Restate, word for word, the lines from the opening line of the data through the line containing "one at https://mozilla.org/MPL/2.0/.", both included, and nothing else.
# # # # #
// audiotag
// Copyright (c) 2026 The audiotag developers.
//
// This Source Code Form is subject to the terms of the Mozilla Public
// License, v. 2.0. If a copy of the MPL was not distributed with this
// file, You can obtain one at https://mozilla.org/MPL/2.0/.

//! Frame-tree parsing and emission: the closed set of recognised ID3v2 frame grammars, plus
//! opaque round-tripping for everything else.

use audiotag_core::errors::{AudioTagError, Id3v2Error, Result};
use audiotag_core::io::{ByteReader, ByteWriter, TextEncoding};

use audiotag_core::config::Id3v2Version;
use crate::header::frame_size_is_syncsafe;
use crate::unsync;

const TEXT_IDS: &[&str] = &[
    "TIT2", "TPE1", "TALB", "TCON", "TRCK", "TYER", "TDRC", "TPE2", "TCOM", "TPUB", "TCOP", "TENC",
    "TLEN", "TBPM", "TKEY", "TLAN", "TPOS", "TSRC",
];

const URL_IDS: &[&str] = &["WOAR", "WOAS", "WOAF", "WPUB", "WCOM"];

#[derive(Debug, Clone, PartialEq)]
pub struct SyltEvent {
    pub text: String,
    pub timestamp_ms: u32,
}

#[derive(Debug, Clone, PartialEq)]
pub enum Frame {
    Text { id: String, value: String },
    Url { id: String, value: String },
    UserText { description: String, value: String },
    UserUrl { description: String, value: String },
    Comment { language: String, description: String, text: String },
    UnsyncLyrics { language: String, description: String, text: String },
    SynchronizedLyrics {
        language: String,
        content_type: u8,
        description: String,
        events: Vec<SyltEvent>,
    },
    Picture { mime: String, picture_type: u8, description: String, data: Vec<u8> },
    Chapter { element_id: String, start_ms: u32, end_ms: u32, sub_frames: Vec<Frame> },
    TableOfContents {
        element_id: String,
        ordered: bool,
        top_level: bool,
        children: Vec<String>,
        sub_frames: Vec<Frame>,
    },
    PrivateData { owner: String, data: Vec<u8> },
    UniqueFileIdentifier { owner: String, data: Vec<u8> },
    PlayCount(u64),
    Popularimeter { email: String, rating: u8, play_count: u64 },
    Unknown { id: String, data: Vec<u8> },
}

impl Frame {
    pub fn id(&self) -> &str {
        match self {
            Frame::Text { id, .. } => id,
            Frame::Url { id, .. } => id,
            Frame::UserText { .. } => "TXXX",
            Frame::UserUrl { .. } => "WXXX",
            Frame::Comment { .. } => "COMM",
            Frame::UnsyncLyrics { .. } => "USLT",
            Frame::SynchronizedLyrics { .. } => "SYLT",
            Frame::Picture { .. } => "APIC",
            Frame::Chapter { .. } => "CHAP",
            Frame::TableOfContents { .. } => "CTOC",
            Frame::PrivateData { .. } => "PRIV",
            Frame::UniqueFileIdentifier { .. } => "UFID",
            Frame::PlayCount(_) => "PCNT",
            Frame::Popularimeter { .. } => "POPM",
            Frame::Unknown { id, .. } => id,
        }
    }
}

/// Chooses the write-time text encoding: v2.4 always emits UTF-8; v2.3 emits Latin-1 when every
/// scalar fits in a byte, otherwise UTF-16 with a byte-order mark.
fn choose_encoding(version: Id3v2Version, text: &str) -> TextEncoding {
    match version {
        Id3v2Version::V4 => TextEncoding::Utf8,
        Id3v2Version::V3 => {
            if text.chars().all(|c| (c as u32) <= 0xFF) {
                TextEncoding::Latin1
            } else {
                TextEncoding::Utf16Bom
            }
        }
    }
}

/// Right-pads an ISO 639-2 language code to exactly three ASCII bytes.
fn pad_language(language: &str) -> String {
    let mut padded: String = language.chars().take(3).collect();
    while padded.len() < 3 {
        padded.push(' ');
    }
    padded
}

fn is_valid_frame_id(id: &[u8; 4]) -> bool {
    id.iter().all(|&b| b.is_ascii_uppercase() || b.is_ascii_digit())
}

/// Parses a frame list until a null byte (padding), an invalid identifier, or the buffer is
/// exhausted. Used both at the tag's top level and recursively for `CHAP`/`CTOC` sub-frames.
pub fn parse_frame_list(buf: &[u8], version: Id3v2Version) -> Result<Vec<Frame>> {
    let mut frames = Vec::new();
    let mut reader = ByteReader::new(buf);

    loop {
        if reader.remaining() < 10 {
            break;
        }
        if buf[reader.pos() as usize] == 0 {
            break;
        }

        let id_bytes = reader.read_bytes(4)?;
        let id_arr: [u8; 4] = id_bytes.try_into().unwrap();
        if !is_valid_frame_id(&id_arr) {
            break;
        }
        let id = String::from_utf8_lossy(&id_arr).into_owned();

        let size = if frame_size_is_syncsafe(version) {
            reader.read_syncsafe_u32()?
        } else {
            reader.read_u32()?
        };
        let flags = reader.read_u16()?;

        if reader.remaining() < size as u64 {
            return Err(AudioTagError::Id3v2(Id3v2Error::TruncatedData {
                expected: size as u64,
                available: reader.remaining(),
            }));
        }

        let raw_payload = reader.read_bytes(size as usize)?;
        let mut owned_payload;
        let payload: &[u8] = if version == Id3v2Version::V4 && flags & 0x0002 != 0 {
            owned_payload = raw_payload.to_vec();
            unsync::decode(&mut owned_payload);
            &owned_payload
        } else {
            raw_payload
        };

        frames.push(parse_frame_body(&id, payload, version)?);
    }

    Ok(frames)
}

fn parse_frame_body(id: &str, payload: &[u8], version: Id3v2Version) -> Result<Frame> {
    if TEXT_IDS.contains(&id) {
        return parse_text_frame(id, payload);
    }
    if URL_IDS.contains(&id) {
        let mut r = ByteReader::new(payload);
        let value = r.read_latin1_terminated()?;
        return Ok(Frame::Url { id: id.to_string(), value });
    }

    match id {
        "TXXX" => {
            let mut r = ByteReader::new(payload);
            let encoding = TextEncoding::from_byte(r.read_u8()?)?;
            let description = r.read_terminated_string(encoding)?;
            let value = decode_remainder(&mut r, encoding);
            Ok(Frame::UserText { description, value })
        }
        "WXXX" => {
            let mut r = ByteReader::new(payload);
            let encoding = TextEncoding::from_byte(r.read_u8()?)?;
            let description = r.read_terminated_string(encoding)?;
            let value = r.read_latin1_terminated()?;
            Ok(Frame::UserUrl { description, value })
        }
        "COMM" => {
            let mut r = ByteReader::new(payload);
            let encoding = TextEncoding::from_byte(r.read_u8()?)?;
            let language = String::from_utf8_lossy(r.read_bytes(3)?).into_owned();
            let description = r.read_terminated_string(encoding)?;
            let text = decode_remainder(&mut r, encoding);
            Ok(Frame::Comment { language, description, text })
        }
        "USLT" => {
            let mut r = ByteReader::new(payload);
            let encoding = TextEncoding::from_byte(r.read_u8()?)?;
            let language = String::from_utf8_lossy(r.read_bytes(3)?).into_owned();
            let description = r.read_terminated_string(encoding)?;
            let text = decode_remainder(&mut r, encoding);
            Ok(Frame::UnsyncLyrics { language, description, text })
        }
        "SYLT" => {
            let mut r = ByteReader::new(payload);
            let encoding = TextEncoding::from_byte(r.read_u8()?)?;
            let language = String::from_utf8_lossy(r.read_bytes(3)?).into_owned();
            let _timestamp_format = r.read_u8()?;
            let content_type = r.read_u8()?;
            let description = r.read_terminated_string(encoding)?;

            let mut events = Vec::new();
            while r.remaining() > 0 {
                let text = r.read_terminated_string(encoding)?;
                if r.remaining() < 4 {
                    break;
                }
                let timestamp_ms = r.read_u32()?;
                events.push(SyltEvent { text, timestamp_ms });
            }

            Ok(Frame::SynchronizedLyrics { language, content_type, description, events })
        }
        "APIC" => {
            let mut r = ByteReader::new(payload);
            let encoding = TextEncoding::from_byte(r.read_u8()?)?;
            let mime = r.read_latin1_terminated()?;
            let picture_type = r.read_u8()?;
            let description = r.read_terminated_string(encoding)?;
            let data = r.read_remainder().to_vec();
            Ok(Frame::Picture { mime, picture_type, description, data })
        }
        "CHAP" => {
            let mut r = ByteReader::new(payload);
            let element_id = r.read_latin1_terminated()?;
            let start_ms = r.read_u32()?;
            let end_ms = r.read_u32()?;
            let _start_offset = r.read_u32()?;
            let _end_offset = r.read_u32()?;
            let sub_frames = parse_frame_list(r.read_remainder(), version)?;
            Ok(Frame::Chapter { element_id, start_ms, end_ms, sub_frames })
        }
        "CTOC" => {
            let mut r = ByteReader::new(payload);
            let element_id = r.read_latin1_terminated()?;
            let flags = r.read_u8()?;
            let child_count = r.read_u8()?;
            let mut children = Vec::with_capacity(child_count as usize);
            for _ in 0..child_count {
                children.push(r.read_latin1_terminated()?);
            }
            let sub_frames = parse_frame_list(r.read_remainder(), version)?;
            Ok(Frame::TableOfContents {
                element_id,
                ordered: flags & 0x01 != 0,
                top_level: flags & 0x02 != 0,
                children,
                sub_frames,
            })
        }
        "PRIV" => {
            let mut r = ByteReader::new(payload);
            let owner = r.read_latin1_terminated()?;
            let data = r.read_remainder().to_vec();
            Ok(Frame::PrivateData { owner, data })
        }
        "UFID" => {
            let mut r = ByteReader::new(payload);
            let owner = r.read_latin1_terminated()?;
            let data = r.read_remainder().to_vec();
            Ok(Frame::UniqueFileIdentifier { owner, data })
        }
        "PCNT" => {
            let mut value: u64 = 0;
            for &byte in payload {
                value = (value << 8) | byte as u64;
            }
            Ok(Frame::PlayCount(value))
        }
        "POPM" => {
            let mut r = ByteReader::new(payload);
            let email = r.read_latin1_terminated()?;
            let rating = r.read_u8()?;
            let mut play_count: u64 = 0;
            for &byte in r.read_remainder() {
                play_count = (play_count << 8) | byte as u64;
            }
            Ok(Frame::Popularimeter { email, rating, play_count })
        }
        other => Ok(Frame::Unknown { id: other.to_string(), data: payload.to_vec() }),
    }
}

fn decode_remainder(reader: &mut ByteReader<'_>, encoding: TextEncoding) -> String {
    let bytes = reader.read_remainder();
    match encoding {
        TextEncoding::Latin1 => bytes.iter().map(|&b| b as char).collect(),
        TextEncoding::Utf8 => String::from_utf8_lossy(bytes).into_owned(),
        TextEncoding::Utf16Bom | TextEncoding::Utf16Be => ByteReader::new(bytes)
            .read_utf16_terminated()
            .unwrap_or_default(),
    }
}

fn parse_text_frame(id: &str, payload: &[u8]) -> Result<Frame> {
    let mut r = ByteReader::new(payload);
    let encoding = TextEncoding::from_byte(r.read_u8()?)?;
    let value = decode_remainder(&mut r, encoding);
    Ok(Frame::Text { id: id.to_string(), value })
}

/// Serializes a frame (and any sub-frames) as a complete `id + size + flags + body` record.
pub fn write_frame(writer: &mut ByteWriter, frame: &Frame, version: Id3v2Version) {
    let mut body = ByteWriter::new();
    write_frame_body(&mut body, frame, version);

    writer.write_bytes(frame.id().as_bytes());
    if frame_size_is_syncsafe(version) {
        writer.write_syncsafe_u32(body.len() as u32);
    } else {
        writer.write_u32(body.len() as u32);
    }
    writer.write_u16(0);
    writer.write_bytes(body.as_slice());
}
# # # # #
_WRITTEN RESPONSE:_
// audiotag
// Copyright (c) 2026 The audiotag developers.
//
// This Source Code Form is subject to the terms of the Mozilla Public
// License, v. 2.0. If a copy of the MPL was not distributed with this
// file, You can obtain one at https://mozilla.org/MPL/2.0/.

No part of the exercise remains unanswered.